Obviamente, o anunciante que, no Brasil, violar as normas acima descritas com relação à questão da publicidade comparativa, ficará sujeito às sanções aplicadas pelo CONAR através de seu Conselho de Ética, bem como às regras gerais do Ordenamento Jurídico Brasileiro. Aquele que, ao produzir ou veicular uma publicidade comparativa cujo conteúdo provoque dano à imagem do produto de outrem, utilizado para comparação, a parte lesada teria direito de ação civil, visando indenização, com base no artigo 159 do Código Civil Brasileiro que diz que "art. 159 - Aquele que, por ação ou omissão voluntária, negligência ou imprudência, violar direito, ou causar prejuízo a outrem, fica obrigado a reparar o dano..." Essa norma legal, que serve como base da responsabilidade civil em nosso país, também aplica-se à questão da publicidade produzida via Internet, logicamente.

2.2. Propaganda de fumo, bebidas alcoólicas e outros produtos com restrição

O anunciante estrangeiro no Brasil deve estar ciente de que alguns produtos possuem regulamentação especial, com relação à publicidade permitida. O Código Brasileiro de Auto-Regulamentação Publicitária e o próprio Ordenamento Jurídico Brasileiro regulam esses produtos especiais, cuja publicidade deve obedecer certas regras específicas. As maiores restrições, como não poderia deixa de ser, aplicam-se aos produtos do fumo e de bebidas alcoólicas. Além das exigências constantes do Código Brasileiro de Auto-Regulamentação Publicitária, a publicidade em relação ao fumo e às bebidas alcoólicas são reguladas Leis Federais. É proibido, por exemplo, vender esses tipos de produtos a menores de idade. Além disso, no caso dos produtos do fumo, entre outras exigências, deve constar um aviso claro aos consumidores dos malefícios causados pelo seu uso. Esse aviso deve constar da embalagens desses produtos, bem como em qualquer tipo de publicidade relacionada a eles, seja através do rádio, televisão, outdoors, revistas, jornais e, logicamente, a Internet não poderia estar excluída dessa relação.

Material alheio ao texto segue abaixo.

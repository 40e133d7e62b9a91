use anyhow::Context;
use cash_audit::args::{Args, Command, Common};
use cash_audit::{commands, default_path, Config, Mode, Result};
use clap::Parser;
use std::process::ExitCode;
use tracing::{debug, error, trace};
use tracing_subscriber::filter::LevelFilter;
use tracing_subscriber::EnvFilter;

#[tokio::main]
async fn main() -> ExitCode {
    let args = Args::parse();
    let log_level = args.common().log_level();
    init_logger(log_level);
    debug!("Log level set to {}", log_level.to_string().to_lowercase());

    match main_inner(args).await {
        Ok(_) => ExitCode::SUCCESS,
        Err(e) => {
            error!("Exiting with error: {e:#}");
            ExitCode::FAILURE
        }
    }
}

pub async fn main_inner(args: Args) -> Result<()> {
    trace!("{args:?}");
    let common = args.common();

    // This allows for running the program without network access. When CASH_AUDIT_IN_TEST_MODE
    // is set and non-empty, the mode will be Mode::Testing, otherwise it will be Mode::Http.
    let mode = Mode::from_env();

    let _: () = match args.command() {
        Command::Init(init_args) => {
            let path = match common.config() {
                Some(p) => p.to_path_buf(),
                None => default_path().context("Unable to find a config directory, use --config")?,
            };
            commands::init(
                &path,
                common.sources().to_vec(),
                init_args.mirror_prefix().map(String::from),
                init_args.brand_affixes().to_vec(),
            )
            .await?
            .print()
        }

        Command::Summary => commands::summary(load_config(common).await?, mode)
            .await?
            .print(),

        Command::List(list_args) => {
            commands::list(load_config(common).await?, mode, list_args.clone())
                .await?
                .print()
        }

        Command::Units => commands::units(load_config(common).await?, mode)
            .await?
            .print(),

        Command::Analysis(analysis_args) => {
            commands::analysis(load_config(common).await?, mode, analysis_args.clone())
                .await?
                .print()
        }
    };
    Ok(())
}

/// Loads the config file and applies the sources given on the command line.
async fn load_config(common: &Common) -> Result<Config> {
    Ok(Config::load(common.config())
        .await?
        .with_sources(common.sources().to_vec()))
}

/// Initializes the tracing subscriber.
pub fn init_logger(level: LevelFilter) {
    let filter = match std::env::var("RUST_LOG").ok() {
        Some(_) => {
            // RUST_LOG exists; use it.
            EnvFilter::from_default_env()
        }
        None => {
            // RUST_LOG does not exist; use default log level for this crate only.
            EnvFilter::new(format!(
                "{}={},{}={}",
                env!("CARGO_CRATE_NAME"),
                level,
                env!("CARGO_BIN_NAME"),
                level
            ))
        }
    };

    tracing_subscriber::fmt()
        .with_env_filter(filter)
        .with_writer(std::io::stderr)
        .init();
}
//! Implements the `Source` trait over HTTP using `reqwest`.

use crate::api::Source;
use crate::Result;
use anyhow::{bail, Context};
use reqwest::header::{CACHE_CONTROL, PRAGMA};
use tracing::trace;
use url::Url;

const USER_AGENT: &str = concat!(env!("CARGO_PKG_NAME"), "/", env!("CARGO_PKG_VERSION"));

/// Fetches published CSV exports over HTTP. Every request asks intermediate caches for a fresh
/// copy.
pub(crate) struct HttpSource {
    client: reqwest::Client,
}

impl HttpSource {
    pub(crate) fn new() -> Result<Self> {
        let client = reqwest::Client::builder()
            .user_agent(USER_AGENT)
            .build()
            .context("Unable to create the HTTP client")?;
        Ok(Self { client })
    }
}

#[async_trait::async_trait]
impl Source for HttpSource {
    async fn get(&mut self, url: &Url) -> Result<String> {
        trace!("GET {url}");
        let response = self
            .client
            .get(url.clone())
            .header(CACHE_CONTROL, "no-cache")
            .header(PRAGMA, "no-cache")
            .send()
            .await
            .with_context(|| format!("Request to {url} failed"))?;

        let status = response.status();
        if !status.is_success() {
            bail!("HTTP {}", status.as_u16());
        }

        response
            .text()
            .await
            .with_context(|| format!("Unable to read the response body from {url}"))
    }
}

Além especificamente desses dois produtos acima referidos, embora com restrições menores, o Código Brasileiro de Auto-Regulamentação Publicitária estabelece que, para alguns campos de atividade, alguns princípios devem ser seguidos com relação à publicidade veiculada. Eles são: Educação, cursos e ensino; Empregos e oportunidades; Investimentos, empréstimos e mercados de capitais; Médicos, dentistas, veterinários, parteiras, massagistas, enfermeiros, serviços hospitalares, paramédicos, para-hospitalares, produtos protéticos, dietéticos, tratamentos e dietas; Produtos farmacêuticos populares; Profissionais liberais; Reembolso postal ou vendas pelo correio; Turismo, viagens, excursões, hotelaria; Veículos motorizados; Defensivos agrícolas; Armas de fogo, dentre outros.

O anunciante estrangeiro no Brasil deveria, portanto, familiarizar-se com essas exigências observadas pela legislação brasileira, a fim de não ficarem sujeitos a nenhuma sanção administrativa ou judicial em razão da veiculação da publicidade de seus produtos em nosso país.